▶ [PROBLEM STATEMENT]
Your answer must match the material exactly, line for line.

════════

//! Symmetric encryption for credential values at rest.
//!
//! Values are stored in the compact form `1:<nonce_b64>:<ciphertext_b64>`
//! (version-prefixed AES-256-GCM). The key comes from the `ENCRYPTION_KEY`
//! environment variable as 32 base64-encoded bytes and the cipher is
//! constructed once per process and passed to whatever needs it.

use aes_gcm::{
    aead::{Aead, KeyInit},
    Aes256Gcm, Key, Nonce,
};
use base64::{engine::general_purpose::STANDARD as BASE64, Engine};
use rand::Rng;

use crate::error::{DatabaseError, Result};

const KEY_SIZE: usize = 32;
const NONCE_SIZE: usize = 12;

/// Cipher for credential values stored in `api_credentials`.
#[derive(Clone)]
pub struct SecretCipher {
    key: [u8; KEY_SIZE],
}

impl std::fmt::Debug for SecretCipher {
    fn fmt(&self, f: &mut std::fmt::Formatter<'_>) -> std::fmt::Result {
        f.debug_struct("SecretCipher").finish_non_exhaustive()
    }
}

impl SecretCipher {
    /// Build a cipher from raw key bytes.
    pub fn new(key: [u8; KEY_SIZE]) -> Self {
        Self { key }
    }

    /// Build a cipher from the `ENCRYPTION_KEY` environment variable
    /// (32 bytes, base64).
    pub fn from_env() -> Result<Self> {
        let encoded = std::env::var("ENCRYPTION_KEY")
            .map_err(|_| DatabaseError::Cipher("ENCRYPTION_KEY not set".to_string()))?;
        let bytes = BASE64
            .decode(encoded.trim())
            .map_err(|e| DatabaseError::Cipher(format!("invalid ENCRYPTION_KEY encoding: {e}")))?;
        let key: [u8; KEY_SIZE] = bytes
            .try_into()
            .map_err(|_| DatabaseError::Cipher("ENCRYPTION_KEY must be 32 bytes".to_string()))?;
        Ok(Self::new(key))
    }

    /// Encrypt a value for storage.
    pub fn encrypt(&self, plaintext: &str) -> Result<String> {
        let key = Key::<Aes256Gcm>::from_slice(&self.key);
        let cipher = Aes256Gcm::new(key);

        let nonce_bytes: [u8; NONCE_SIZE] = rand::thread_rng().gen();
        let nonce = Nonce::from_slice(&nonce_bytes);

        let ciphertext = cipher
            .encrypt(nonce, plaintext.as_bytes())
            .map_err(|e| DatabaseError::Cipher(format!("encryption failed: {e}")))?;

        Ok(format!(
            "1:{}:{}",
            BASE64.encode(nonce_bytes),
            BASE64.encode(ciphertext)
        ))
    }

    /// Decrypt a stored value.
    pub fn decrypt(&self, stored: &str) -> Result<String> {
        let parts: Vec<&str> = stored.split(':').collect();
        if parts.len() != 3 {
            return Err(DatabaseError::Cipher(
                "invalid encrypted value format".to_string(),
            ));
        }
        if parts[0] != "1" {
            return Err(DatabaseError::Cipher(format!(
                "unsupported encryption version: {}",
                parts[0]
            )));
        }

        let nonce_bytes = BASE64
            .decode(parts[1])
            .map_err(|e| DatabaseError::Cipher(format!("invalid nonce encoding: {e}")))?;
        if nonce_bytes.len() != NONCE_SIZE {
            return Err(DatabaseError::Cipher("invalid nonce size".to_string()));
        }
        let ciphertext = BASE64
            .decode(parts[2])
            .map_err(|e| DatabaseError::Cipher(format!("invalid ciphertext encoding: {e}")))?;

        let key = Key::<Aes256Gcm>::from_slice(&self.key);
        let cipher = Aes256Gcm::new(key);
        let nonce = Nonce::from_slice(&nonce_bytes);

        let plaintext = cipher
            .decrypt(nonce, ciphertext.as_ref())
            .map_err(|e| DatabaseError::Cipher(format!("decryption failed: {e}")))?;

        String::from_utf8(plaintext)
            .map_err(|e| DatabaseError::Cipher(format!("invalid UTF-8: {e}")))
    }
}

════════

▶ [WRITTEN RESPONSE]
//! Symmetric encryption for credential values at rest.
//!
//! Values are stored in the compact form `1:<nonce_b64>:<ciphertext_b64>`
//! (version-prefixed AES-256-GCM). The key comes from the `ENCRYPTION_KEY`
//! environment variable as 32 base64-encoded bytes and the cipher is
//! constructed once per process and passed to whatever needs it.

use aes_gcm::{
    aead::{Aead, KeyInit},
    Aes256Gcm, Key, Nonce,
};
use base64::{engine::general_purpose::STANDARD as BASE64, Engine};
use rand::Rng;

use crate::error::{DatabaseError, Result};

const KEY_SIZE: usize = 32;
const NONCE_SIZE: usize = 12;

/// Cipher for credential values stored in `api_credentials`.
#[derive(Clone)]
pub struct SecretCipher {
    key: [u8; KEY_SIZE],
}

impl std::fmt::Debug for SecretCipher {
    fn fmt(&self, f: &mut std::fmt::Formatter<'_>) -> std::fmt::Result {
        f.debug_struct("SecretCipher").finish_non_exhaustive()
    }
}

impl SecretCipher {
    /// Build a cipher from raw key bytes.
    pub fn new(key: [u8; KEY_SIZE]) -> Self {
        Self { key }
    }

    /// Build a cipher from the `ENCRYPTION_KEY` environment variable
    /// (32 bytes, base64).
    pub fn from_env() -> Result<Self> {
        let encoded = std::env::var("ENCRYPTION_KEY")
            .map_err(|_| DatabaseError::Cipher("ENCRYPTION_KEY not set".to_string()))?;
        let bytes = BASE64
            .decode(encoded.trim())
            .map_err(|e| DatabaseError::Cipher(format!("invalid ENCRYPTION_KEY encoding: {e}")))?;
        let key: [u8; KEY_SIZE] = bytes
            .try_into()
            .map_err(|_| DatabaseError::Cipher("ENCRYPTION_KEY must be 32 bytes".to_string()))?;
        Ok(Self::new(key))
    }

    /// Encrypt a value for storage.
    pub fn encrypt(&self, plaintext: &str) -> Result<String> {
        let key = Key::<Aes256Gcm>::from_slice(&self.key);
        let cipher = Aes256Gcm::new(key);

        let nonce_bytes: [u8; NONCE_SIZE] = rand::thread_rng().gen();
        let nonce = Nonce::from_slice(&nonce_bytes);

        let ciphertext = cipher
            .encrypt(nonce, plaintext.as_bytes())
            .map_err(|e| DatabaseError::Cipher(format!("encryption failed: {e}")))?;

        Ok(format!(
            "1:{}:{}",
            BASE64.encode(nonce_bytes),
            BASE64.encode(ciphertext)
        ))
    }

    /// Decrypt a stored value.
    pub fn decrypt(&self, stored: &str) -> Result<String> {
        let parts: Vec<&str> = stored.split(':').collect();
        if parts.len() != 3 {
            return Err(DatabaseError::Cipher(
                "invalid encrypted value format".to_string(),
            ));
        }
        if parts[0] != "1" {
            return Err(DatabaseError::Cipher(format!(
                "unsupported encryption version: {}",
                parts[0]
            )));
        }

        let nonce_bytes = BASE64
            .decode(parts[1])
            .map_err(|e| DatabaseError::Cipher(format!("invalid nonce encoding: {e}")))?;
        if nonce_bytes.len() != NONCE_SIZE {
            return Err(DatabaseError::Cipher("invalid nonce size".to_string()));
        }
        let ciphertext = BASE64
            .decode(parts[2])
            .map_err(|e| DatabaseError::Cipher(format!("invalid ciphertext encoding: {e}")))?;

        let key = Key::<Aes256Gcm>::from_slice(&self.key);
        let cipher = Aes256Gcm::new(key);
        let nonce = Nonce::from_slice(&nonce_bytes);

        let plaintext = cipher
            .decrypt(nonce, ciphertext.as_ref())
            .map_err(|e| DatabaseError::Cipher(format!("decryption failed: {e}")))?;

        String::from_utf8(plaintext)
            .map_err(|e| DatabaseError::Cipher(format!("invalid UTF-8: {e}")))
    }
}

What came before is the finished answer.